## PROBLEM STATEMENT
The records that follow should be retyped word for word.

*** Opening of MATERIAL FOR THIS EXERCISE ***

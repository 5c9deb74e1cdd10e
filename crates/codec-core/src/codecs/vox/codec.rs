//! VOX Codec Implementation
//!
//! Frame-level wrapper around the per-sample ADPCM steps. Encoded data packs
//! two nibbles per byte, first sample in the high nibble, as Dialogic `.vox`
//! files do.

use super::adpcm::{decode_sample, encode_sample};
use super::state::VoxState;
use crate::error::{CodecError, Result};
use crate::types::{AudioCodec, CodecConfig, CodecInfo, CodecType};
use crate::utils::validate_samples;

/// Default frame size in samples (20ms at 8kHz)
pub const VOX_FRAME_SIZE: usize = 160;

/// Dialogic VOX ADPCM codec
///
/// # Example
/// ```
/// use rstelecom_codec_core::codecs::vox::VoxCodec;
/// use rstelecom_codec_core::types::AudioCodec;
///
/// let mut codec = VoxCodec::default();
/// let encoded = codec.encode(&[0i16; 160]).unwrap();
/// assert_eq!(encoded.len(), 80);
///
/// let decoded = codec.decode(&encoded).unwrap();
/// assert_eq!(decoded.len(), 160);
/// ```
#[derive(Debug, Clone)]
pub struct VoxCodec {
    sample_rate: u32,
    encoder: VoxState,
    decoder: VoxState,
}

impl VoxCodec {
    /// Create a new VOX codec from configuration
    pub fn new(config: CodecConfig) -> Result<Self> {
        if config.codec_type != CodecType::Vox {
            return Err(CodecError::unsupported_codec(format!("{:?}", config.codec_type)));
        }
        config.validate()?;

        Ok(Self {
            sample_rate: config.sample_rate.hz(),
            encoder: VoxState::new(),
            decoder: VoxState::new(),
        })
    }

    /// Encode one sample and return its nibble
    #[inline]
    pub fn encode_sample(&mut self, sample: i16) -> u8 {
        encode_sample(&mut self.encoder, sample)
    }

    /// Decode one nibble and return its sample
    #[inline]
    pub fn decode_sample(&mut self, nibble: u8) -> i16 {
        decode_sample(&mut self.decoder, nibble)
    }

    /// Pass one sample through encoder and decoder
    #[inline]
    pub fn round_trip_sample(&mut self, sample: i16) -> i16 {
        let nibble = self.encode_sample(sample);
        self.decode_sample(nibble)
    }

    /// Current encoder state
    pub fn encoder_state(&self) -> &VoxState {
        &self.encoder
    }

    /// Current decoder state
    pub fn decoder_state(&self) -> &VoxState {
        &self.decoder
    }
}

impl Default for VoxCodec {
    fn default() -> Self {
        Self {
            sample_rate: 8000,
            encoder: VoxState::new(),
            decoder: VoxState::new(),
        }
    }
}

impl AudioCodec for VoxCodec {
    /// Odd-length input is padded with an encoded silent sample in the last
    /// byte, so the encoder steps once per nibble the decoder will read.
    fn encode(&mut self, samples: &[i16]) -> Result<Vec<u8>> {
        validate_samples(samples)?;

        let mut encoded = Vec::with_capacity(samples.len().div_ceil(2));
        for pair in samples.chunks(2) {
            let high = self.encode_sample(pair[0]);
            let low = self.encode_sample(pair.get(1).copied().unwrap_or(0));
            encoded.push((high << 4) | low);
        }

        Ok(encoded)
    }

    fn decode(&mut self, data: &[u8]) -> Result<Vec<i16>> {
        if data.is_empty() {
            return Err(CodecError::invalid_format("Encoded data cannot be empty"));
        }

        let mut decoded = Vec::with_capacity(data.len() * 2);
        for &byte in data {
            decoded.push(self.decode_sample(byte >> 4));
            decoded.push(self.decode_sample(byte & 0x0F));
        }

        Ok(decoded)
    }

    fn info(&self) -> CodecInfo {
        CodecInfo {
            name: "VOX",
            sample_rate: self.sample_rate,
            channels: 1,
            bitrate: self.sample_rate * 4,
            frame_size: VOX_FRAME_SIZE,
            encoded_frame_size: VOX_FRAME_SIZE / 2,
        }
    }

    fn reset(&mut self) -> Result<()> {
        self.encoder.reset();
        self.decoder.reset();
        Ok(())
    }

    fn frame_size(&self) -> usize {
        VOX_FRAME_SIZE
    }

    fn supports_variable_frame_size(&self) -> bool {
        true
    }
}
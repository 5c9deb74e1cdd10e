//! VOX Tables and Constants
//!
//! Step sizes and index adjustments for Dialogic 12-bit ADPCM. The step table
//! is the 49-entry Dialogic table, which covers the 12-bit signal range that
//! the VOX predictor works in.

/// Quantizer step sizes, indexed by the adaptive step index
pub const VOX_STEP_TABLE: [i16; 49] = [
    16, 17, 19, 21, 23, 25, 28, 31, 34, 37, 41, 45, 50, 55, 60, 66, 73, 80, 88, 97, 107, 118, 130,
    143, 157, 173, 190, 209, 230, 253, 279, 307, 337, 371, 408, 449, 494, 544, 598, 658, 724, 796,
    876, 963, 1060, 1166, 1282, 1411, 1552,
];

/// Step index adjustment selected by the last emitted nibble
pub const ADPCM_INDEX_TABLE: [i8; 16] = [-1, -1, -1, -1, 2, 4, 6, 8, -1, -1, -1, -1, 2, 4, 6, 8];

/// Largest valid step index
pub const MAX_STEP_INDEX: u8 = (VOX_STEP_TABLE.len() - 1) as u8;

/// Nibble pair that holds a decoder at rest (+0, -0)
pub const VOX_RESET_NIBBLES: [u8; 2] = [0b0000, 0b1000];

/// Sign bit of a VOX nibble
pub const SIGN_BIT: u8 = 0b1000;

/// Magnitude bits of a VOX nibble
pub const MAGNITUDE_MASK: u8 = 0b0111;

*** Close of MATERIAL FOR THIS EXERCISE ***

## ANSWER BOX
repository 5c9deb74e1cdd10e
filename crates/codec-core/src/codecs/vox/codec.rs
//! VOX Codec Implementation
//!
//! Frame-level wrapper around the per-sample ADPCM steps. Encoded data packs
//! two nibbles per byte, first sample in the high nibble, as Dialogic `.vox`
//! files do.

use super::adpcm::{decode_sample, encode_sample};
use super::state::VoxState;
use crate::error::{CodecError, Result};
use crate::types::{AudioCodec, CodecConfig, CodecInfo, CodecType};
use crate::utils::validate_samples;

/// Default frame size in samples (20ms at 8kHz)
pub const VOX_FRAME_SIZE: usize = 160;

/// Dialogic VOX ADPCM codec
///
/// # Example
/// ```
/// use rstelecom_codec_core::codecs::vox::VoxCodec;
/// use rstelecom_codec_core::types::AudioCodec;
///
/// let mut codec = VoxCodec::default();
/// let encoded = codec.encode(&[0i16; 160]).unwrap();
/// assert_eq!(encoded.len(), 80);
///
/// let decoded = codec.decode(&encoded).unwrap();
/// assert_eq!(decoded.len(), 160);
/// ```
#[derive(Debug, Clone)]
pub struct VoxCodec {
    sample_rate: u32,
    encoder: VoxState,
    decoder: VoxState,
}

impl VoxCodec {
    /// Create a new VOX codec from configuration
    pub fn new(config: CodecConfig) -> Result<Self> {
        if config.codec_type != CodecType::Vox {
            return Err(CodecError::unsupported_codec(format!("{:?}", config.codec_type)));
        }
        config.validate()?;

        Ok(Self {
            sample_rate: config.sample_rate.hz(),
            encoder: VoxState::new(),
            decoder: VoxState::new(),
        })
    }

    /// Encode one sample and return its nibble
    #[inline]
    pub fn encode_sample(&mut self, sample: i16) -> u8 {
        encode_sample(&mut self.encoder, sample)
    }

    /// Decode one nibble and return its sample
    #[inline]
    pub fn decode_sample(&mut self, nibble: u8) -> i16 {
        decode_sample(&mut self.decoder, nibble)
    }

    /// Pass one sample through encoder and decoder
    #[inline]
    pub fn round_trip_sample(&mut self, sample: i16) -> i16 {
        let nibble = self.encode_sample(sample);
        self.decode_sample(nibble)
    }

    /// Current encoder state
    pub fn encoder_state(&self) -> &VoxState {
        &self.encoder
    }

    /// Current decoder state
    pub fn decoder_state(&self) -> &VoxState {
        &self.decoder
    }
}

impl Default for VoxCodec {
    fn default() -> Self {
        Self {
            sample_rate: 8000,
            encoder: VoxState::new(),
            decoder: VoxState::new(),
        }
    }
}

impl AudioCodec for VoxCodec {
    /// Odd-length input is padded with an encoded silent sample in the last
    /// byte, so the encoder steps once per nibble the decoder will read.
    fn encode(&mut self, samples: &[i16]) -> Result<Vec<u8>> {
        validate_samples(samples)?;

        let mut encoded = Vec::with_capacity(samples.len().div_ceil(2));
        for pair in samples.chunks(2) {
            let high = self.encode_sample(pair[0]);
            let low = self.encode_sample(pair.get(1).copied().unwrap_or(0));
            encoded.push((high << 4) | low);
        }

        Ok(encoded)
    }

    fn decode(&mut self, data: &[u8]) -> Result<Vec<i16>> {
        if data.is_empty() {
            return Err(CodecError::invalid_format("Encoded data cannot be empty"));
        }

        let mut decoded = Vec::with_capacity(data.len() * 2);
        for &byte in data {
            decoded.push(self.decode_sample(byte >> 4));
            decoded.push(self.decode_sample(byte & 0x0F));
        }

        Ok(decoded)
    }

    fn info(&self) -> CodecInfo {
        CodecInfo {
            name: "VOX",
            sample_rate: self.sample_rate,
            channels: 1,
            bitrate: self.sample_rate * 4,
            frame_size: VOX_FRAME_SIZE,
            encoded_frame_size: VOX_FRAME_SIZE / 2,
        }
    }

    fn reset(&mut self) -> Result<()> {
        self.encoder.reset();
        self.decoder.reset();
        Ok(())
    }

    fn frame_size(&self) -> usize {
        VOX_FRAME_SIZE
    }

    fn supports_variable_frame_size(&self) -> bool {
        true
    }
}
repository 5c9deb74e1cdd10e
//! VOX Tables and Constants
//!
//! Step sizes and index adjustments for Dialogic 12-bit ADPCM. The step table
//! is the 49-entry Dialogic table, which covers the 12-bit signal range that
//! the VOX predictor works in.

/// Quantizer step sizes, indexed by the adaptive step index
pub const VOX_STEP_TABLE: [i16; 49] = [
    16, 17, 19, 21, 23, 25, 28, 31, 34, 37, 41, 45, 50, 55, 60, 66, 73, 80, 88, 97, 107, 118, 130,
    143, 157, 173, 190, 209, 230, 253, 279, 307, 337, 371, 408, 449, 494, 544, 598, 658, 724, 796,
    876, 963, 1060, 1166, 1282, 1411, 1552,
];

/// Step index adjustment selected by the last emitted nibble
pub const ADPCM_INDEX_TABLE: [i8; 16] = [-1, -1, -1, -1, 2, 4, 6, 8, -1, -1, -1, -1, 2, 4, 6, 8];

/// Largest valid step index
pub const MAX_STEP_INDEX: u8 = (VOX_STEP_TABLE.len() - 1) as u8;

/// Nibble pair that holds a decoder at rest (+0, -0)
pub const VOX_RESET_NIBBLES: [u8; 2] = [0b0000, 0b1000];

/// Sign bit of a VOX nibble
pub const SIGN_BIT: u8 = 0b1000;

/// Magnitude bits of a VOX nibble
pub const MAGNITUDE_MASK: u8 = 0b0111;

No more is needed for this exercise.